O machismo é um conjunto de crenças, preconceitos cognitivos e atitudes que predispõem as pessoas a agir como se as mulheres tivessem menos valor que os homens. Também um sistema sociocultural o patriarcado é um sistema social e cultural em que o poder e a autoridade estão concentrados nas mãos dos homens.

Ambos, alimentam-se de aversão e ódio e estão intrinsecamente relacionados, mas têm origens distintas. O patriarcado se desenvolveu historicamente e está enraizado em estruturas sociais, políticas e econômicas. É um sistema social e cultural em que o poder e a autoridade estão concentrados nas mãos dos homens, perpetua a ideia de superioridade masculina e desvaloriza o papel das mulheres na sociedade, influenciando normas, leis, instituições e relações familiares. Com isso, fomenta a desigualdade de gênero.

Já o machismo é uma expressão visível do patriarcado, que se manifesta em comportamentos discriminatórios, violência de gênero e restrições às oportunidades das mulheres a partir d bases de normas para favorecer o masculino em detrimento ao feminino. Estabelecidas. Ambos se retroalimentam: o machismo reforça o patriarcado, e o patriarcado sustenta o machismo. Em síntese, tomam forma a partir de construções históricas e culturais, e seus reflexos na sociedade afetam profundamente a vida das mulheres

Fim da violência contra a mulher

Para reverter esse quadro vergonhoso de agressão e morte de mulheres, é preciso lutar contra o machismo com ações individuais e coletivas, educação, desconstrução de ideias e apoio às vítimas. Para combater o machismo e evitar que crie novas vítimas, é fundamental que a sociedade discuta e aja em diversos aspectos.

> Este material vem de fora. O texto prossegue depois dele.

//! Protocol buffer wire format reader.
//!
//! Note bodies are protobuf messages with no published schema. This reader
//! walks the framing only (tag, wire type, payload) and leaves meaning to the
//! caller's field dictionary, so unknown fields cost nothing but a skip.
//!
//! Reference: <https://protobuf.dev/programming-guides/encoding/>

use thiserror::Error;

/// Longest valid varint encoding of a 64-bit value.
const MAX_VARINT_LEN: usize = 10;

#[derive(Debug, Clone, Copy, PartialEq, Eq, Error)]
pub enum WireError {
    #[error("unexpected end of data at byte {0}")]
    UnexpectedEof(usize),
    #[error("varint longer than 10 bytes at byte {0}")]
    VarintOverflow(usize),
    #[error("unsupported wire type {wire_type} at byte {pos}")]
    UnsupportedWireType { wire_type: u8, pos: usize },
    #[error("field number 0 at byte {0}")]
    ZeroField(usize),
    #[error("length {len} at byte {pos} exceeds remaining {remaining} bytes")]
    LengthOutOfRange { len: u64, pos: usize, remaining: usize },
}

/// Raw field payload, borrowed from the input.
#[derive(Debug, Clone, Copy, PartialEq, Eq)]
pub enum FieldValue<'a> {
    Varint(u64),
    Fixed64(u64),
    Bytes(&'a [u8]),
    Fixed32(u32),
}

impl<'a> FieldValue<'a> {
    #[inline]
    pub fn as_u64(&self) -> Option<u64> {
        match *self {
            FieldValue::Varint(v) | FieldValue::Fixed64(v) => Some(v),
            FieldValue::Fixed32(v) => Some(v as u64),
            FieldValue::Bytes(_) => None,
        }
    }

    /// Varint reinterpreted as a two's complement `int32`/`int64`.
    #[inline]
    pub fn as_i64(&self) -> Option<i64> {
        self.as_u64().map(|v| v as i64)
    }

    #[inline]
    pub fn as_bytes(&self) -> Option<&'a [u8]> {
        match *self {
            FieldValue::Bytes(b) => Some(b),
            _ => None,
        }
    }
}

#[derive(Debug, Clone, Copy, PartialEq, Eq)]
pub struct Field<'a> {
    pub number: u32,
    pub value: FieldValue<'a>,
}

/// Iterates the fields of one message.
///
/// Yields `Err` at most once; iteration ends after the first error.
pub struct WireReader<'a> {
    data: &'a [u8],
    pos: usize,
    failed: bool,
}

impl<'a> WireReader<'a> {
    #[inline]
    pub fn new(data: &'a [u8]) -> Self {
        Self {
            data,
            pos: 0,
            failed: false,
        }
    }

    fn read_field(&mut self) -> Result<Field<'a>, WireError> {
        let tag_pos = self.pos;
        let tag = self.read_varint()?;
        let wire_type = (tag & 0x7) as u8;
        let number = u32::try_from(tag >> 3).map_err(|_| WireError::ZeroField(tag_pos))?;
        if number == 0 {
            return Err(WireError::ZeroField(tag_pos));
        }

        let value = match wire_type {
            0 => FieldValue::Varint(self.read_varint()?),
            1 => {
                let bytes = self.read_bytes(8)?;
                let mut buf = [0u8; 8];
                buf.copy_from_slice(bytes);
                FieldValue::Fixed64(u64::from_le_bytes(buf))
            }
            2 => {
                let len_pos = self.pos;
                let len = self.read_varint()?;
                let remaining = self.data.len() - self.pos;
                match usize::try_from(len) {
                    Ok(n) if n <= remaining => FieldValue::Bytes(self.read_bytes(n)?),
                    _ => {
                        return Err(WireError::LengthOutOfRange {
                            len,
                            pos: len_pos,
                            remaining,
                        });
                    }
                }
            }
            5 => {
                let bytes = self.read_bytes(4)?;
                let mut buf = [0u8; 4];
                buf.copy_from_slice(bytes);
                FieldValue::Fixed32(u32::from_le_bytes(buf))
            }
            // 3 and 4 are deprecated groups, 6 and 7 are undefined
            other => {
                return Err(WireError::UnsupportedWireType {
                    wire_type: other,
                    pos: tag_pos,
                });
            }
        };

        Ok(Field { number, value })
    }

    #[inline]
    fn read_bytes(&mut self, len: usize) -> Result<&'a [u8], WireError> {
        let end = self
            .pos
            .checked_add(len)
            .filter(|&end| end <= self.data.len())
            .ok_or(WireError::UnexpectedEof(self.pos))?;
        let bytes = &self.data[self.pos..end];
        self.pos = end;
        Ok(bytes)
    }

    /// Read a base-128 varint (7 bits per byte, little-endian groups, MSB = continue).
    #[inline]
    fn read_varint(&mut self) -> Result<u64, WireError> {
        let start = self.pos;
        let mut result: u64 = 0;
        for i in 0..MAX_VARINT_LEN {
            let Some(&byte) = self.data.get(self.pos) else {
                return Err(WireError::UnexpectedEof(self.pos));
            };
            self.pos += 1;
            result |= u64::from(byte & 0x7f) << (7 * i);
            if byte & 0x80 == 0 {
                return Ok(result);
            }
        }
        Err(WireError::VarintOverflow(start))
    }
}

impl<'a> Iterator for WireReader<'a> {
    type Item = Result<Field<'a>, WireError>;

    fn next(&mut self) -> Option<Self::Item> {
        if self.failed || self.pos >= self.data.len() {
            return None;
        }
        let field = self.read_field();
        if field.is_err() {
            self.failed = true;
        }
        Some(field)
    }
}

/// Minimal encoder, the inverse of [`WireReader`].
#[derive(Debug, Default, Clone)]
pub struct WireWriter {
    buf: Vec<u8>,
}

impl WireWriter {
    pub fn new() -> Self {
        Self::default()
    }

    pub fn varint(&mut self, number: u32, value: u64) -> &mut Self {
        self.tag(number, 0);
        self.raw_varint(value);
        self
    }

    pub fn bytes(&mut self, number: u32, value: &[u8]) -> &mut Self {
        self.tag(number, 2);
        self.raw_varint(value.len() as u64);
        self.buf.extend_from_slice(value);
        self
    }

    pub fn string(&mut self, number: u32, value: &str) -> &mut Self {
        self.bytes(number, value.as_bytes())
    }

    pub fn fixed32(&mut self, number: u32, value: u32) -> &mut Self {
        self.tag(number, 5);
        self.buf.extend_from_slice(&value.to_le_bytes());
        self
    }

    pub fn fixed64(&mut self, number: u32, value: u64) -> &mut Self {
        self.tag(number, 1);
        self.buf.extend_from_slice(&value.to_le_bytes());
        self
    }

    /// Encode a nested message built by `build`.
    pub fn message(&mut self, number: u32, build: impl FnOnce(&mut WireWriter)) -> &mut Self {
        let mut inner = WireWriter::new();
        build(&mut inner);
        self.bytes(number, &inner.buf)
    }

    pub fn finish(&mut self) -> Vec<u8> {
        std::mem::take(&mut self.buf)
    }

    fn tag(&mut self, number: u32, wire_type: u8) {
        self.raw_varint((u64::from(number) << 3) | u64::from(wire_type));
    }

    fn raw_varint(&mut self, mut value: u64) {
        while value >= 0x80 {
            self.buf.push((value as u8 & 0x7f) | 0x80);
            value >>= 7;
        }
        self.buf.push(value as u8);
    }
}

#[cfg(test)]
mod tests {
    use super::*;

    fn fields(data: &[u8]) -> Vec<Result<Field<'_>, WireError>> {
        WireReader::new(data).collect()
    }

    #[test]
    fn test_varint_field() {
        // field 1, varint 150 (the canonical example from the encoding guide)
        let data = [0x08, 0x96, 0x01];
        assert_eq!(
            fields(&data),
            vec![Ok(Field {
                number: 1,
                value: FieldValue::Varint(150)
            })]
        );
    }

    #[test]
    fn test_length_delimited() {
        let data = [0x12, 0x03, b'a', b'b', b'c', 0x18, 0x01];
        let parsed = fields(&data);
        assert_eq!(parsed.len(), 2);
        assert_eq!(parsed[0].unwrap().value.as_bytes(), Some(&b"abc"[..]));
        assert_eq!(parsed[1].unwrap().value.as_u64(), Some(1));
    }

    #[test]
    fn test_length_past_end_is_error() {
        let data = [0x12, 0x05, b'a'];
        let parsed = fields(&data);
        assert_eq!(parsed.len(), 1);
        assert!(matches!(
            parsed[0],
            Err(WireError::LengthOutOfRange { len: 5, remaining: 1, .. })
        ));
    }

    #[test]
    fn test_truncated_varint() {
        let data = [0x08, 0x96];
        assert_eq!(fields(&data), vec![Err(WireError::UnexpectedEof(2))]);
    }

    #[test]
    fn test_overlong_varint() {
        let mut data = vec![0x08];
        data.extend([0xff; 11]);
        assert_eq!(fields(&data), vec![Err(WireError::VarintOverflow(1))]);
    }

    #[test]
    fn test_group_wire_type_rejected() {
        // field 1, wire type 3 (start group)
        let data = [0x0b];
        assert!(matches!(
            fields(&data)[0],
            Err(WireError::UnsupportedWireType { wire_type: 3, .. })
        ));
    }

    #[test]
    fn test_zero_field_number() {
        let data = [0x00, 0x01];
        assert_eq!(fields(&data), vec![Err(WireError::ZeroField(0))]);
    }

    #[test]
    fn test_iteration_stops_after_error() {
        let data = [0x0b, 0x08, 0x01];
        assert_eq!(fields(&data).len(), 1);
    }

    #[test]
    fn test_fixed_widths() {
        let data = WireWriter::new()
            .fixed32(4, 0xdead_beef)
            .fixed64(5, u64::MAX)
            .finish();
        let parsed = fields(&data);
        assert_eq!(parsed[0].unwrap().value, FieldValue::Fixed32(0xdead_beef));
        assert_eq!(parsed[1].unwrap().value, FieldValue::Fixed64(u64::MAX));
    }

    #[test]
    fn test_writer_nested_message() {
        let data = WireWriter::new()
            .message(2, |m| {
                m.string(2, "hi").varint(1, 300);
            })
            .finish();
        let outer: Vec<_> = WireReader::new(&data).map(Result::unwrap).collect();
        assert_eq!(outer.len(), 1);
        assert_eq!(outer[0].number, 2);
        let inner: Vec<_> = WireReader::new(outer[0].value.as_bytes().unwrap())
            .map(Result::unwrap)
            .collect();
        assert_eq!(inner[0].value.as_bytes(), Some(&b"hi"[..]));
        assert_eq!(inner[1].value.as_u64(), Some(300));
    }

    #[test]
    fn test_large_varint_roundtrip() {
        let data = WireWriter::new().varint(1, u64::MAX).finish();
        assert_eq!(fields(&data)[0].unwrap().value.as_u64(), Some(u64::MAX));
    }
}
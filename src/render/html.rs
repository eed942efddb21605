//! HTML synthesis from text and style runs.
//!
//! The text is processed line by line. Each line gets one paragraph-level
//! kind, consecutive list, quote and code lines are grouped, and the inline
//! content of every line goes through a [`SegmentMap`] before tags are emitted
//! with a fixed nesting order. Code lines are kept verbatim.

use std::ops::Range;

use memchr::memmem;

use super::escape::{escape_xml, push_escaped};
use super::footnotes::{self, Footnote, FootnotePlan, FootnoteStyle};
use super::links::{LinkResolver, is_safe_url};
use super::segments::{InlineStyle, Mark, SegmentMap, Span};
use crate::model::{Attr, AttrSet, LinkTarget, StyleRun, Utf16Index};

/// Output of [`render`].
#[derive(Debug, Clone, PartialEq, Eq, Default)]
pub struct RenderResult {
    /// Block elements joined by newlines.
    pub body: String,
    /// `<footer>` with the footnote list, or empty.
    pub footer: String,
    pub footnotes: Vec<Footnote>,
}

impl RenderResult {
    /// Body followed by the footnote block.
    pub fn html(&self) -> String {
        if self.footer.is_empty() {
            return self.body.clone();
        }
        format!("{}\n{}", self.body, self.footer)
    }
}

/// Paragraph-level kind of a line, in precedence order.
#[derive(Debug, Clone, Copy, PartialEq, Eq)]
enum LineKind {
    Heading1,
    Heading2,
    Numbered,
    Bullet,
    Quote,
    Code,
    Plain,
}

impl LineKind {
    fn from_attrs(attrs: AttrSet) -> Self {
        if attrs.contains(Attr::Heading1) {
            LineKind::Heading1
        } else if attrs.contains(Attr::Heading2) {
            LineKind::Heading2
        } else if attrs.contains(Attr::NumberedListItem) {
            LineKind::Numbered
        } else if attrs.contains(Attr::BulletListItem) {
            LineKind::Bullet
        } else if attrs.contains(Attr::BlockQuote) {
            LineKind::Quote
        } else if attrs.contains(Attr::CodeBlock) {
            LineKind::Code
        } else {
            LineKind::Plain
        }
    }

    fn group_tag(self) -> Option<&'static str> {
        match self {
            LineKind::Numbered => Some("ol"),
            LineKind::Bullet => Some("ul"),
            LineKind::Quote => Some("blockquote"),
            LineKind::Code => Some("pre"),
            _ => None,
        }
    }

    fn line_tag(self) -> &'static str {
        match self {
            LineKind::Heading1 => "h1",
            LineKind::Heading2 => "h2",
            LineKind::Numbered | LineKind::Bullet => "li",
            LineKind::Quote | LineKind::Plain => "p",
            LineKind::Code => "code",
        }
    }
}

/// Render a note to HTML.
///
/// Pure and deterministic: the same input always gives byte-identical
/// output. Runs are clamped to the text; nothing here can fail.
pub fn render(
    text: &str,
    runs: &[StyleRun],
    links: &dyn LinkResolver,
    footnote_style: &FootnoteStyle,
) -> RenderResult {
    let idx = Utf16Index::new(text);
    let runs: Vec<StyleRun> = runs.iter().filter_map(|r| r.clamped(idx.len())).collect();
    let lines = idx.lines(text);

    let kinds = line_kinds(&lines, &runs);
    let plan = footnotes::plan(text, &idx, &lines, &runs);

    let mut spans: Vec<Span> = runs
        .iter()
        .filter(|r| r.has_inline())
        .map(|r| Span {
            range: r.range(),
            attrs: r.attrs.inline(),
            link: r.link.clone(),
            mark: Mark::Text,
        })
        .collect();
    spans.extend(wiki_link_spans(text, &idx, &runs));
    spans.extend(plan.references.iter().cloned());
    spans.sort_by_key(|s| s.range.start);

    let ctx = InlineContext {
        text,
        idx: &idx,
        spans: &spans,
        links,
        footnote_style,
    };

    let body = render_blocks(&ctx, &lines, &kinds, &plan);
    let footnotes: Vec<Footnote> = plan
        .notes
        .iter()
        .map(|n| Footnote {
            index: n.index,
            label: n.label.clone(),
            html: ctx.inline(trim_range(text, &idx, n.body.clone())),
            referenced: n.referenced,
        })
        .collect();
    let footer = render_footer(&footnotes, footnote_style);

    RenderResult {
        body,
        footer,
        footnotes,
    }
}

/// Paragraph kind of every line.
///
/// A paragraph run applies to the line holding its start and to every later
/// line that starts inside it.
fn line_kinds(lines: &[Range<usize>], runs: &[StyleRun]) -> Vec<LineKind> {
    let mut attrs = vec![AttrSet::EMPTY; lines.len()];
    for run in runs {
        let para = run.attrs.paragraph();
        if para.is_empty() {
            continue;
        }
        let first = lines.partition_point(|l| l.end < run.start);
        for (i, line) in lines.iter().enumerate().skip(first) {
            if i != first && line.start >= run.end() {
                break;
            }
            attrs[i] = attrs[i].union(para);
        }
    }
    attrs.into_iter().map(LineKind::from_attrs).collect()
}

/// `[[Title]]` links: brackets hidden, inner text linked by title.
///
/// Not recognized inside monospace text.
fn wiki_link_spans(text: &str, idx: &Utf16Index, runs: &[StyleRun]) -> Vec<Span> {
    let bytes = text.as_bytes();
    let mut spans = Vec::new();
    let mut from = 0;
    while let Some(found) = memmem::find(&bytes[from..], b"[[") {
        let open = from + found;
        let inner_start = open + 2;
        let Some(len) = memmem::find(&bytes[inner_start..], b"]]") else {
            break;
        };
        let inner = &text[inner_start..inner_start + len];
        if inner.trim().is_empty() || inner.contains(['\n', '[', ']']) {
            from = open + 1;
            continue;
        }

        let open_unit = idx.unit_at_byte(open);
        if !super::code_at(runs, open_unit) {
            let inner_range = idx.unit_at_byte(inner_start)..idx.unit_at_byte(inner_start + len);
            let close_end = idx.unit_at_byte(inner_start + len + 2);
            spans.push(Span::marked(open_unit..inner_range.start, Mark::Hidden));
            spans.push(Span::link(
                inner_range.clone(),
                LinkTarget::Title(inner.trim().to_string()),
            ));
            spans.push(Span::marked(inner_range.end..close_end, Mark::Hidden));
        }
        from = inner_start + len + 2;
    }
    spans
}

struct InlineContext<'a> {
    text: &'a str,
    idx: &'a Utf16Index,
    /// Sorted by start.
    spans: &'a [Span],
    links: &'a dyn LinkResolver,
    footnote_style: &'a FootnoteStyle,
}

/// An open inline element.
#[derive(Debug, Clone, PartialEq, Eq)]
enum Tag {
    Link(String),
    Attr(Attr),
}

/// Inline attributes in nesting order, outermost first.
const NESTING: [(Attr, &str); 6] = [
    (Attr::Bold, "strong"),
    (Attr::Italic, "em"),
    (Attr::Monospace, "code"),
    (Attr::Strikethrough, "s"),
    (Attr::Underline, "u"),
    (Attr::Superscript, "sup"),
];

impl Tag {
    fn open(&self, out: &mut String) {
        match self {
            Tag::Link(href) => {
                out.push_str("<a href=\"");
                push_escaped(out, href);
                out.push_str("\">");
            }
            Tag::Attr(attr) => {
                out.push('<');
                out.push_str(attr_tag(*attr));
                out.push('>');
            }
        }
    }

    fn close(&self, out: &mut String) {
        match self {
            Tag::Link(_) => out.push_str("</a>"),
            Tag::Attr(attr) => {
                out.push_str("</");
                out.push_str(attr_tag(*attr));
                out.push('>');
            }
        }
    }
}

fn attr_tag(attr: Attr) -> &'static str {
    NESTING
        .iter()
        .find(|(a, _)| *a == attr)
        .map_or("span", |(_, tag)| *tag)
}

impl InlineContext<'_> {
    fn href(&self, target: &LinkTarget) -> Option<String> {
        match target {
            LinkTarget::Note(id) => self.links.resolve_note(id),
            LinkTarget::Title(title) => self.links.resolve_title(title),
            LinkTarget::Url(url) => is_safe_url(url).then(|| url.trim().to_string()),
        }
    }

    fn tags_for(&self, style: &InlineStyle) -> Vec<Tag> {
        let mut tags = Vec::with_capacity(NESTING.len() + 1);
        if let Some(href) = style.link.as_ref().and_then(|t| self.href(t)) {
            tags.push(Tag::Link(href));
        }
        tags.extend(
            NESTING
                .iter()
                .filter(|(attr, _)| style.attrs.contains(*attr))
                .map(|(attr, _)| Tag::Attr(*attr)),
        );
        tags
    }

    /// Inline HTML for a unit range.
    fn inline(&self, range: Range<usize>) -> String {
        let relevant: Vec<Span> = self
            .spans
            .iter()
            .take_while(|s| s.range.start < range.end)
            .filter(|s| s.range.end > range.start)
            .cloned()
            .collect();
        let map = match SegmentMap::build(range.clone(), &relevant) {
            Ok(map) => map,
            Err(err) => {
                tracing::warn!(error = %err, ?range, "inline styles dropped");
                SegmentMap::plain(range)
            }
        };

        let mut out = String::new();
        let mut stack: Vec<Tag> = Vec::new();
        for segment in map.iter() {
            match segment.style.mark {
                Mark::Hidden => continue,
                Mark::Footnote(r) => {
                    close_all(&mut stack, &mut out);
                    out.push_str("<a ");
                    if r.occurrence == 0 {
                        out.push_str("id=\"");
                        push_escaped(&mut out, &self.footnote_style.anchor_id(r.index));
                        out.push_str("\" ");
                    }
                    out.push_str("href=\"#");
                    push_escaped(&mut out, &self.footnote_style.target_id(r.index));
                    out.push_str("\"><sup>");
                    out.push_str(&r.index.to_string());
                    out.push_str("</sup></a>");
                    continue;
                }
                Mark::Text => {}
            }

            let wanted = self.tags_for(&segment.style);
            let common = stack
                .iter()
                .zip(&wanted)
                .take_while(|(a, b)| a == b)
                .count();
            while stack.len() > common {
                if let Some(tag) = stack.pop() {
                    tag.close(&mut out);
                }
            }
            for tag in &wanted[common..] {
                tag.open(&mut out);
                stack.push(tag.clone());
            }
            push_text(&mut out, self.idx.slice(self.text, segment.range.clone()));
        }
        close_all(&mut stack, &mut out);
        out
    }
}

fn close_all(stack: &mut Vec<Tag>, out: &mut String) {
    while let Some(tag) = stack.pop() {
        tag.close(out);
    }
}

/// Escaped text; U+2028 (a soft line break in the notes app) becomes `<br/>`.
fn push_text(out: &mut String, text: &str) {
    let mut parts = text.split('\u{2028}');
    if let Some(first) = parts.next() {
        out.push_str(&escape_xml(first));
    }
    for part in parts {
        out.push_str("<br/>");
        out.push_str(&escape_xml(part));
    }
}

/// Shrink a unit range to exclude surrounding ASCII whitespace.
fn trim_range(text: &str, idx: &Utf16Index, range: Range<usize>) -> Range<usize> {
    let slice = idx.slice(text, range.clone());
    let lead = slice.len() - slice.trim_start_matches(|c: char| c.is_ascii_whitespace()).len();
    let trail = slice.len() - slice.trim_end_matches(|c: char| c.is_ascii_whitespace()).len();
    if lead == slice.len() {
        return range.start..range.start;
    }
    range.start + lead..range.end - trail
}

fn render_blocks(
    ctx: &InlineContext<'_>,
    lines: &[Range<usize>],
    kinds: &[LineKind],
    plan: &FootnotePlan,
) -> String {
    let mut blocks: Vec<String> = Vec::new();
    let mut group: Option<(LineKind, Vec<String>)> = None;

    for (i, (line, kind)) in lines.iter().zip(kinds).enumerate() {
        if plan.definition_lines.contains(&i) {
            continue;
        }
        if *kind == LineKind::Code {
            let content = if line.is_empty() {
                String::new()
            } else {
                ctx.inline(line.clone())
            };
            match &mut group {
                Some((LineKind::Code, items)) => items.push(content),
                _ => {
                    flush_group(&mut group, &mut blocks);
                    group = Some((LineKind::Code, vec![content]));
                }
            }
            continue;
        }
        let range = trim_range(ctx.text, ctx.idx, line.clone());
        if range.is_empty() {
            flush_group(&mut group, &mut blocks);
            continue;
        }
        let content = ctx.inline(range);
        if content.is_empty() {
            // Nothing visible, e.g. a line holding only link brackets.
            continue;
        }
        let tag = kind.line_tag();
        let element = format!("<{tag}>{content}</{tag}>");

        match kind.group_tag() {
            Some(_) => match &mut group {
                Some((open, items)) if *open == *kind => items.push(element),
                _ => {
                    flush_group(&mut group, &mut blocks);
                    group = Some((*kind, vec![element]));
                }
            },
            None => {
                flush_group(&mut group, &mut blocks);
                blocks.push(element);
            }
        }
    }
    flush_group(&mut group, &mut blocks);
    blocks.join("\n")
}

fn flush_group(group: &mut Option<(LineKind, Vec<String>)>, blocks: &mut Vec<String>) {
    let Some((kind, mut items)) = group.take() else {
        return;
    };
    if kind == LineKind::Code {
        while items.last().is_some_and(|l| l.trim().is_empty()) {
            items.pop();
        }
        let first = items.iter().position(|l| !l.trim().is_empty()).unwrap_or(items.len());
        if first < items.len() {
            blocks.push(format!("<pre><code>{}</code></pre>", items[first..].join("\n")));
        }
        return;
    }
    let Some(tag) = kind.group_tag() else {
        blocks.extend(items);
        return;
    };
    blocks.push(format!("<{tag}>\n{}\n</{tag}>", items.join("\n")));
}

fn render_footer(footnotes: &[Footnote], style: &FootnoteStyle) -> String {
    if footnotes.is_empty() {
        return String::new();
    }
    let mut out = String::from("<footer>\n<ol>\n");
    for note in footnotes {
        out.push_str("<li id=\"");
        push_escaped(&mut out, &style.target_id(note.index));
        out.push_str("\">");
        out.push_str(&note.html);
        if note.referenced {
            out.push_str("<a href=\"#");
            push_escaped(&mut out, &style.anchor_id(note.index));
            out.push_str("\">");
            push_escaped(&mut out, &style.back_link);
            out.push_str("</a>");
        }
        out.push_str("</li>\n");
    }
    out.push_str("</ol>\n</footer>");
    out
}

Educação e Conscientização - Educar desde cedo sobre igualdade de gênero, respeito e consentimento e promover campanhas de conscientização nas escolas, universidades e mídia.

Desconstrução do Machismo- Questionar estereótipos de gênero e comportamentos machistas e refletir sobre atitudes e palavras que perpetuam o machismo.

Representatividade Feminina - Inclusão das mulheres em todas as áreas: política, ciência, esportes e valorizar e ampliar a visibilidade das conquistas femininas.

Combate à Violência de Gênero – Denunciar e punir casos de violência contra mulheres, assim como, apoiar e fortalecer redes de apoio às vítimas.

Responsabilidade Individual - Homens devem refletir sobre seus comportamentos e atitudes. Já as mulheres também podem desafiar padrões machistas.

Políticas Públicas - Leis que punam o machismo e a violência de gênero. Incentivo a projetos e organizações que trabalham pela igualdade.